Optimus: the first large-scale pre-trained VAE language model
368 stars 37 forks source link

Curious about the Computing Resources for Pre-training Optimus #10

Closed fakeProgrammer0 closed 4 years ago

fakeProgrammer0 commented 4 years ago

In the paper, it writes,

First, our pre-trained language VAE is still under-trained due to limited compute resource, as the training reconstruction loss can still decrease. One may further train the models with higher latent dimension and longer time to fully release the power of pre-trained latent spaces.

So how long did it take to pre-train Optimus in terms of days or weeks with its encoder and decoder initialized with weights of BERT and GPT-2 respectively?

ChunyuanLI commented 4 years ago

It takes 5 days to complete 1 epoch on Wikipedia with 8 V100 GPUs. I believe the controllability of the models can be further increased by (1) increase the latent dimension, and (2) Training longer.

fakeProgrammer0 commented 4 years ago

It takes 5 days to complete 1 epoch on Wikipedia with 8 V100 GPUs. I believe the controllability of the models can be further increased by (1) increase the latent dimension, and (2) Training longer.

Thanks for replying. How many epochs do you pre-train Optimus for?

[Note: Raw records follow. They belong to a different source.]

//! Building blocks for turning monthly gridded emission inventories into
//! hourly, layered fields on a Lambert-projected model grid.
//!
//! Inventory file formats and the aggregation pipeline live in
//! `emis2ctm-inventory`; this crate holds the geometry, factor tables and
//! caches they are built from.

pub mod cache;
pub mod config;
pub mod control;
pub mod grid;
pub mod lambert;
pub mod mapping;
pub mod region;
pub mod species;
pub mod table;
pub mod temporal;

pub mod errors;
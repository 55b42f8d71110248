//! Emission aggregation pipeline
//!
//! [`EmissionPipeline`] is the entry point for output writers. For a
//! (year, month, model species) it combines both inventories sector by sector
//! into layered monthly totals on the destination grid, and from those derives
//! the emission field of any single hour.
//!
//! Per sector and contributing inventory species the monthly field is
//!
//! ```text
//! (reproject(regional / source_cell_area) + coarse) × unit_convert × weight
//! ```
//!
//! distributed over layers by the sector's layer weights and summed over
//! contributors. Negative totals are clamped to zero. The hourly field is the
//! sum over sectors of the monthly field scaled by the sector's day and hour
//! factors.

use crate::coarse::CoarseInventory;
use crate::regional::{RegionalArchive, RegionalInventory};
use chrono::{Datelike, NaiveDateTime, Timelike};
use emis2ctm_core::cache::{CachePolicy, KeyedCache};
use emis2ctm_core::config::EmissionConfig;
use emis2ctm_core::control::{ControlFactors, ControlTable};
use emis2ctm_core::errors::{EmissionError, EmissionResult, WorkUnitKey};
use emis2ctm_core::grid::{DestinationGrid, SourceGrid};
use emis2ctm_core::mapping::{BoundaryPolicy, ProjectionMapper};
use emis2ctm_core::region::RegionLookup;
use emis2ctm_core::species::{SpeciesTables, SpeciesWeight};
use emis2ctm_core::table::read_grid;
use emis2ctm_core::temporal::{TemporalFactors, HOURS_PER_DAY};
use ndarray::{Array2, Array3, Axis};
use rayon::prelude::*;
use std::path::PathBuf;
use std::sync::Arc;
use tracing::{debug, info};

/// Layered monthly totals of one model species, per sector
///
/// Each field has shape `(layers, rows, cols)` and contains no negative values.
#[derive(Debug, Clone, PartialEq)]
pub struct MonthlySectorEmission {
    pub year: i32,
    pub month: u32,
    pub species: String,
    sectors: Vec<(String, Array3<f64>)>,
}

impl MonthlySectorEmission {
    pub fn get(&self, sector: &str) -> Option<&Array3<f64>> {
        self.sectors
            .iter()
            .find(|(name, _)| name == sector)
            .map(|(_, field)| field)
    }

    /// Sector fields in configured order
    pub fn iter(&self) -> impl Iterator<Item = (&str, &Array3<f64>)> {
        self.sectors.iter().map(|(name, field)| (name.as_str(), field))
    }

    pub fn len(&self) -> usize {
        self.sectors.len()
    }

    pub fn is_empty(&self) -> bool {
        self.sectors.is_empty()
    }
}

type MonthlyKey = (i32, u32, String);

/// Combines inventories, factor tables and caches into hourly emission fields
#[derive(Debug)]
pub struct EmissionPipeline {
    sectors: Vec<String>,
    destination: Arc<DestinationGrid>,
    tables: Arc<SpeciesTables>,
    temporal: Arc<TemporalFactors>,
    mapper: ProjectionMapper,
    regional: RegionalInventory,
    regional_year: i32,
    coarse: CoarseInventory,
    monthly: KeyedCache<MonthlyKey, MonthlySectorEmission>,
}
impl SpeciesMap {
    /// Read a wide table: column `Var` names the model species and every
    /// other column an inventory species. Empty cells mean no contribution.
    pub fn from_table(table: &Table) -> EmissionResult<Self> {
        let var_col = table.column_index("Var")?;
        let inventory: Vec<(usize, InventorySpecies)> = table
            .headers()
            .iter()
            .enumerate()
            .filter(|(index, _)| *index != var_col)
            .map(|(index, name)| (index, InventorySpecies::new(name)))
            .collect();

        let mut map = SpeciesMap::default();
        for row in table.rows() {
            let model = row.get(var_col);
            if model.is_empty() {
                continue;
            }
            let mut weights = Vec::new();
            for (column, species) in &inventory {
                if let Some(weight) = row.parse_optional_f64(*column)? {
                    weights.push(SpeciesWeight {
                        species: species.clone(),
                        weight,
                    });
                }
            }
            map.insert(model, weights);
        }
        Ok(map)
    }

    pub fn from_path(path: &Path) -> EmissionResult<Self> {
        Self::from_table(&Table::from_path(path)?)
    }

    /// Add contributors for a model species, extending any existing entry
    pub fn insert(&mut self, model_species: &str, weights: Vec<SpeciesWeight>) {
        match self.contributors.get_mut(model_species) {
            Some(existing) => existing.extend(weights),
            None => {
                self.model_species.push(model_species.to_string());
                self.contributors.insert(model_species.to_string(), weights);
            }
        }
    }

    /// Model species in table order
    pub fn model_species(&self) -> &[String] {
        &self.model_species
    }

    /// Inventory species weighted into `model_species`.
    ///
    /// A model species listed without any weights has no contributors; one
    /// that is not listed at all is an error.
    pub fn contributors(&self, model_species: &str) -> EmissionResult<&[SpeciesWeight]> {
        self.contributors
            .get(model_species)
            .map(Vec::as_slice)
            .ok_or_else(|| EmissionError::UnknownSpecies {
                species: model_species.to_string(),
                table: "species map".to_string(),
            })
    }

    pub fn weight(&self, model_species: &str, inventory_species: &str) -> Option<f64> {
        self.contributors
            .get(model_species)?
            .iter()
            .find(|w| w.species.name() == inventory_species)
            .map(|w| w.weight)
    }
}

/// Unit conversion coefficient per model species
#[derive(Debug, Clone, PartialEq, Default)]
pub struct UnitConversions {
    factors: HashMap<String, f64>,
}

impl UnitConversions {
    pub fn new(factors: HashMap<String, f64>) -> Self {
        Self { factors }
    }

    /// Read a `species,unit_convert` table
    pub fn from_table(table: &Table) -> EmissionResult<Self> {
        let species_col = table.column_index("species")?;
        let factor_col = table.column_index("unit_convert")?;
        let factors = table
            .rows()
            .map(|row| -> EmissionResult<(String, f64)> {
                Ok((row.get(species_col).to_string(), row.parse(factor_col)?))
            })
            .collect::<EmissionResult<_>>()?;
        Ok(Self { factors })
    }

    pub fn factor(&self, model_species: &str) -> EmissionResult<f64> {
        self.factors
            .get(model_species)
            .copied()
            .ok_or_else(|| EmissionError::UnknownSpecies {
                species: model_species.to_string(),
                table: "unit conversions".to_string(),
            })
    }
}
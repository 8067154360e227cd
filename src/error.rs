use thiserror::Error;

use crate::lexer::LexerError;

#[derive(Error, Debug)]
pub enum CompileError {
    #[error("IO Error")]
    FileIO(
        #[from]
        std::io::Error,
    ),

    #[error(transparent)]
    Lexer(#[from] LexerError),

    #[error("Memscan stride of {0} is not supported")]
    UnsupportedStride(i64),

    #[error("The {backend} back end can not encode a {op} instruction")]
    UnsupportedOp {
        backend: &'static str,
        op: &'static str,
    },

    #[error("Unable to map executable memory for the JIT")]
    ExecutableMap,
}
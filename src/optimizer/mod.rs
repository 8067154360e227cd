use crate::ir::Instr;
use crate::Settings;

use self::inst_combine::inst_combine;
use self::partial_eval::partial_eval;
use self::simplify_loops::simplify_loops;

pub mod inst_combine;
pub mod partial_eval;
pub mod simplify_loops;

/// Runs the enabled passes in their fixed order. Loop recognition goes first
/// so the combiner and the evaluator see the fused ops.
pub fn optimize(instrs: Vec<Instr>, settings: &Settings) -> Vec<Instr> {
    let instrs = simplify_loops(instrs, settings);
    let instrs = inst_combine(instrs, settings);
    partial_eval(instrs, settings)
}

Specifically, what's the batch size and the number of pre-training steps?

ChunyuanLI commented 4 years ago

For the results reported in the paper, I used the pre-trained model with 1 epoch and latent size 32.

Here is one example for the pre-training script: https://github.com/ChunyuanLI/Optimus/blob/master/code/scripts/scripts_philly/train_vae_wikipedia_distributed.yaml

The batch size is 16 * 8 = 128 sentences. There are nearly 2M sentences in Wikipedia.

fakeProgrammer0 commented 4 years ago

Thanks for your reply : )

fakeProgrammer0 commented 4 years ago

8 a similar issue